The Regulatory Reporting team leads the overall front-to-back strategy and development of the regulatory reporting landscape and drives business changes for the Group Finance Platform (GFP).
Responsibilities:
As a DevSecOPS Site Reliability Engineer (SRE), you'll help build a meaningful engineering discipline, combining software and systems to develop creative engineering solutions to operations problems. Your work will focus on optimizing existing systems, building infrastructure, and reducing work through automation. You'll join a team of curious problem solvers with diverse perspectives, thinking big and taking risks. In this environment, you'll lead relevant projects with support from an organization that fosters learning and growth. Your focus as an SRE will be on running better production applications and systems.
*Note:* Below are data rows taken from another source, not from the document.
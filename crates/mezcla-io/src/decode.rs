//! Full-file decoding to planar f32 channels.

use crate::{Error, Result};
use hound::SampleFormat;
use std::fs::File;
use std::path::Path;
use symphonia::core::audio::SampleBuffer;
use symphonia::core::codecs::{CODEC_TYPE_NULL, DecoderOptions};
use symphonia::core::formats::FormatOptions;
use symphonia::core::io::MediaSourceStream;
use symphonia::core::meta::MetadataOptions;
use symphonia::core::probe::Hint;

/// A fully decoded audio file: one f32 vector per channel plus the native
/// sample rate. Channel vectors all have the same length (the frame count).
#[derive(Debug, Clone)]
pub struct DecodedAudio {
    /// Planar channel data.
    pub channels: Vec<Vec<f32>>,
    /// Native sample rate in Hz.
    pub sample_rate: u32,
}

impl DecodedAudio {
    /// Number of frames (samples per channel).
    pub fn frames(&self) -> usize {
        self.channels.first().map_or(0, Vec::len)
    }
}

/// File extensions handled by the symphonia path.
const SYMPHONIA_EXTENSIONS: [&str; 3] = ["ogg", "oga", "mp3"];

/// Decode a whole audio file.
///
/// WAV goes through hound, OGG/MP3 through symphonia. Missing files yield
/// [`Error::FileNotFound`]; anything with an unrecognized extension yields
/// [`Error::UnsupportedFormat`] without touching the file contents.
pub fn load_audio<P: AsRef<Path>>(path: P) -> Result<DecodedAudio> {
    let path = path.as_ref();
    let ext = path
        .extension()
        .and_then(|e| e.to_str())
        .map(str::to_lowercase)
        .unwrap_or_default();

    if ext != "wav" && !SYMPHONIA_EXTENSIONS.contains(&ext.as_str()) {
        return Err(Error::UnsupportedFormat(ext));
    }
    if !path.exists() {
        return Err(Error::FileNotFound(path.to_path_buf()));
    }

    let decoded = if ext == "wav" {
        load_wav(path)?
    } else {
        load_symphonia(path)?
    };
    tracing::debug!(
        path = %path.display(),
        frames = decoded.frames(),
        channels = decoded.channels.len(),
        rate = decoded.sample_rate,
        "decoded audio file"
    );
    Ok(decoded)
}

fn load_wav(path: &Path) -> Result<DecodedAudio> {
    let reader = hound::WavReader::open(path)?;
    let spec = reader.spec();
    let channels = spec.channels as usize;

    let interleaved: Vec<f32> = match spec.sample_format {
        SampleFormat::Float => reader
            .into_samples::<f32>()
            .collect::<std::result::Result<Vec<_>, _>>()?,
        SampleFormat::Int => {
            let max_val = (1u32 << (spec.bits_per_sample - 1)) as f32;
            reader
                .into_samples::<i32>()
                .map(|s| s.map(|v| v as f32 / max_val))
                .collect::<std::result::Result<Vec<_>, _>>()?
        }
    };

    Ok(deinterleave(&interleaved, channels, spec.sample_rate))
}

fn load_symphonia(path: &Path) -> Result<DecodedAudio> {
    let file = File::open(path)?;
    let mss = MediaSourceStream::new(Box::new(file), Default::default());

    let mut hint = Hint::new();
    if let Some(ext) = path.extension().and_then(|e| e.to_str()) {
        hint.with_extension(ext);
    }

    let probed = symphonia::default::get_probe()
        .format(
            &hint,
            mss,
            &FormatOptions::default(),
            &MetadataOptions::default(),
        )
        .map_err(|e| Error::Decode(format!("probe failed: {e}")))?;
    let mut format = probed.format;

    let track = format
        .tracks()
        .iter()
        .find(|t| t.codec_params.codec != CODEC_TYPE_NULL)
        .ok_or_else(|| Error::Decode("no audio track found".into()))?;
    let track_id = track.id;
    let codec_params = track.codec_params.clone();
    let sample_rate = codec_params.sample_rate.unwrap_or(44100);
    let channels = codec_params.channels.map(|c| c.count()).unwrap_or(2);

    let mut decoder = symphonia::default::get_codecs()
        .make(&codec_params, &DecoderOptions::default())
        .map_err(|e| Error::Decode(format!("no decoder: {e}")))?;

    let mut interleaved: Vec<f32> = Vec::new();
    let mut sample_buf: Option<SampleBuffer<f32>> = None;

    loop {
        let packet = match format.next_packet() {
            Ok(packet) => packet,
            Err(symphonia::core::errors::Error::IoError(ref e))
                if e.kind() == std::io::ErrorKind::UnexpectedEof =>
            {
                break;
            }
            Err(e) => return Err(Error::Decode(format!("packet read: {e}"))),
        };
        if packet.track_id() != track_id {
            continue;
        }
        match decoder.decode(&packet) {
            Ok(audio) => {
                let buf = sample_buf.get_or_insert_with(|| {
                    SampleBuffer::new(audio.capacity() as u64, *audio.spec())
                });
                buf.copy_interleaved_ref(audio);
                interleaved.extend_from_slice(buf.samples());
            }
            // Skip corrupt packets; the stream continues afterwards.
            Err(symphonia::core::errors::Error::DecodeError(_)) => continue,
            Err(e) => return Err(Error::Decode(format!("decode: {e}"))),
        }
    }

    Ok(deinterleave(&interleaved, channels, sample_rate))
}

fn deinterleave(interleaved: &[f32], channels: usize, sample_rate: u32) -> DecodedAudio {
    let channels = channels.max(1);
    let frames = interleaved.len() / channels;
    let mut planar = vec![Vec::with_capacity(frames); channels];
    for frame in interleaved.chunks_exact(channels) {
        for (ch, &sample) in frame.iter().enumerate() {
            planar[ch].push(sample);
        }
    }
    DecodedAudio {
        channels: planar,
        sample_rate,
    }
}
- Develop, test, and debug automated tasks (Apps, Systems, Infrastructure)
- Troubleshoot priority incidents, facilitate blameless post-mortems
- Work with development teams throughout the software lifecycle ensuring sustainable software releases
- Perform analytics on previous incidents and usage patterns to better predict issues and take proactive actions
- Build and promote adoption of greater self-healing and resiliency patterns
- Lead and participate in performance tests; identify bottlenecks, opportunities for optimization, and capacity demands
- Adhere to architecture standards, risk management, and security policies
- Collaborate with global teams, product owners, and business teams to develop, build, and support applications
- Communicate and coordinate on development items with global teams and resolve issues impacting development
- Provide post-production application support
- Participate in quality assurance, peer reviews, and code reviews
Requirements:
- Strong technical skills with innovative solutions that benefit our global customers
- Thought leadership in end-to-end solutioning
- Up-to-date with industry technologies
- Active engagement in developer and tech meetups
- Strong understanding of DevOps practices, tools, and techniques
- Experience deploying applications in containerized environments (Docker, Kubernetes, PCF, OpenShift, AWS)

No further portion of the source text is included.